Liu An-Shu, Fan Zhi-Hong, Lu Xue-Jiao, Wu Yi-Xue, Zhao Wen-Qi, Lou Xin-Ling, Hu Jia-Hui, Peng Xi-Yi-He
College of Food Science and Nutritional Engineering, China Agricultural University, Beijing, China.
Key Laboratory of Precision Nutrition and Food Quality, Department of Nutrition and Health, China Agricultural University, Beijing, China.
Front Nutr. 2022 Oct 31;9:977278. doi: 10.3389/fnut.2022.977278. eCollection 2022.
Large interpersonal variability in postprandial glycemic response (PGR) to white rice has been reported, and differences in the PGR patterns during the oral glucose tolerance test (OGTT) have been documented. However, there is scant study on the PGR patterns of white rice. We examined the typical PGR patterns of white rice and glucose and the association between them.
We analyzed the data of 3-h PGRs to white rice (WR) and glucose (G) of 114 normoglycemic female subjects of similar age, weight status, and same ethnic group. Diverse glycemic parameters, based on the discrete blood glucose values, were calculated over 120 and 180 min. K-means clustering based on glycemic parameters calculated over 180 min was applied to identify subgroups and representative PGR patterns. Principal factor analysis based on the parameters used in the cluster analysis was applied to characterize PGR patterns.

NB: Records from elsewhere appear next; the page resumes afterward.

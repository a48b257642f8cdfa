//! Export entries for named styles from the file-level style table.

use serde::Serialize;
use serde_json::json;

use easel_schema::style::Style;

#[derive(Debug, Serialize)]
#[serde(rename_all = "camelCase")]
struct ExportToken<'a> {
    category: &'a str,
    export_key: &'a str,
    #[serde(skip_serializing_if = "Option::is_none")]
    comment: Option<&'a str>,
}

pub(crate) fn as_style_token(category: &str, style: &Style) -> serde_json::Value {
    json!(ExportToken {
        category,
        export_key: category,
        comment: if style.description.is_empty() {
            None
        } else {
            Some(&style.description)
        },
    })
}
//! TypeScript identifier derivation from node and file names.

use crate::error::CodegenError;

/// Converts a free-form name into a TypeScript identifier.
///
/// Valid identifier characters (alphanumerics, `_`, `$`) are kept; runs of
/// anything else become word gaps that capitalize the following character.
/// Leading digits are skipped so the result starts with a letter. The first
/// kept character is upper- or lowercased according to `capitalize`,
/// producing PascalCase or camelCase.
///
/// # Errors
///
/// Returns [`CodegenError::Identifier`] when the name contains no usable
/// starting character at all.
pub fn to_identifier(raw: &str, capitalize: bool) -> Result<String, CodegenError> {
    fn valid_char(c: char) -> bool {
        c.is_alphanumeric() || c == '_' || c == '$'
    }

    let mut output = String::new();
    let mut chars = raw.chars();
    let first = chars
        .by_ref()
        .find(|c| valid_char(*c) && !c.is_numeric())
        .ok_or_else(|| CodegenError::Identifier {
            name: raw.to_string(),
        })?;
    if capitalize {
        output.extend(first.to_uppercase());
    } else {
        output.extend(first.to_lowercase());
    }
    let mut word_gap = false;
    for c in chars {
        if valid_char(c) {
            if word_gap {
                output.extend(c.to_uppercase());
            } else {
                output.push(c);
            }
            word_gap = false;
        } else {
            word_gap = true;
        }
    }
    Ok(output)
}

Simple correspondence analysis was performed on the clustering categories of WR and G.
More distinct differences were found in glycemic parameters calculated over 180 min compared with that calculated over 120 min, especially in the negative area under the curve and Nadir. We identified four distinct PGR patterns to WR (WR1, WR2, WR3, and WR4) and G (G1, G2, G3, and G4), respectively. There were significant differences among the patterns regard to postprandial hyperglycemia, hypoglycemic, and glycemic variability. The WR1 clusters had significantly lower glycemic index (59 ± 19), while no difference was found among the glycemic index based on the other three clusters. Each given G subgroup presented multiple patterns of PGR to WR, especially in the largest G subgroup (G1), and in subgroup with the greatest glycemic variability (G3).

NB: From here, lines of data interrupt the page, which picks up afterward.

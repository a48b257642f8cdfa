//! Command-line argument definitions for the Easel CLI.
//!
//! This module defines the [`Args`] structure parsed from the command line
//! using [`clap`]. Each subcommand selects a generator; the shared
//! [`GenerateArgs`] control input/output paths, configuration file
//! selection, and logging verbosity.

use clap::{Parser, Subcommand};

/// Command-line arguments for the Easel design-system tool
#[derive(Parser, Debug)]
#[command(author, version, about, long_about = None)]
pub struct Args {
    /// Which artifact to generate
    #[command(subcommand)]
    pub command: Command,
}

impl Args {
    /// The shared generation arguments of whichever subcommand was used.
    pub fn generate(&self) -> &GenerateArgs {
        match &self.command {
            Command::Tokens(args) | Command::Interfaces(args) | Command::Props(args) => args,
        }
    }
}

/// The artifact to generate from the input file
#[derive(Subcommand, Debug)]
pub enum Command {
    /// Extract design tokens as pretty-printed JSON
    Tokens(GenerateArgs),
    /// Emit TypeScript namespace declarations for component variants
    Interfaces(GenerateArgs),
    /// Emit the TypeScript variant constant table and literal types
    Props(GenerateArgs),
}

/// Arguments shared by every generator subcommand
#[derive(clap::Args, Debug)]
pub struct GenerateArgs {
    /// Path to the captured Figma file JSON
    #[arg(help = "Path to the input file")]
    pub input: String,

    /// Path to the output file, `-` for standard output
    #[arg(short, long, default_value = "-")]
    pub output: String,

    /// Path to configuration file (TOML)
    #[arg(short, long)]
    pub config: Option<String>,

    /// Log level (off, error, warn, info, debug, trace)
    #[arg(long, default_value = "info")]
    pub log_level: String,
}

Multiple subgroups could be classified based on the PGR patterns to white rice and glucose even in seemingly homogeneous subjects. Extending the monitoring time to 180 min was conducive to more effective discrimination of PGR patterns. It may not be reliable to extrapolate the patterns of PGR to rice from that to glucose, suggesting a need of combining OGTT and meal tolerance test for individualized glycemic management.
有报道称,餐后血糖反应(PGR)对白米饭的人际差异很大,并且口服葡萄糖耐量试验(OGTT)期间的PGR模式差异已有记录。然而,关于白米饭的PGR模式的研究很少。我们研究了白米饭和葡萄糖的典型PGR模式以及它们之间的关联。
我们分析了114名年龄、体重状况相似且为同一族群的血糖正常女性受试者对白米饭(WR)和葡萄糖(G)的3小时PGR数据。基于离散血糖值计算了120分钟和180分钟内的多种血糖参数。应用基于180分钟内计算的血糖参数的K均值聚类来识别亚组和代表性PGR模式。基于聚类分析中使用的参数进行主因子分析以表征PGR模式。对白米饭和葡萄糖的聚类类别进行简单对应分析。
与120分钟时计算的血糖参数相比,180分钟时计算的血糖参数差异更明显,尤其是曲线下负面积和最低点。我们分别确定了对白米饭(WR1、WR2、WR3和WR4)和葡萄糖(G1、G2、G3和G4)的四种不同的PGR模式。这些模式在餐后高血糖、低血糖和血糖变异性方面存在显著差异。WR1聚类的血糖指数显著较低(59±19),而基于其他三个聚类的血糖指数没有差异。每个给定的G亚组呈现出对白米饭的多种PGR模式,尤其是在最大的G亚组(G1)和血糖变异性最大的亚组(G3)中。
即使在看似同质的受试者中,也可以根据对白米饭和葡萄糖的PGR模式将其分为多个亚组。将监测时间延长至180分钟有助于更有效地区分PGR模式。从葡萄糖的PGR模式推断米饭的PGR模式可能不可靠,这表明需要结合OGTT和餐耐量试验进行个体化血糖管理。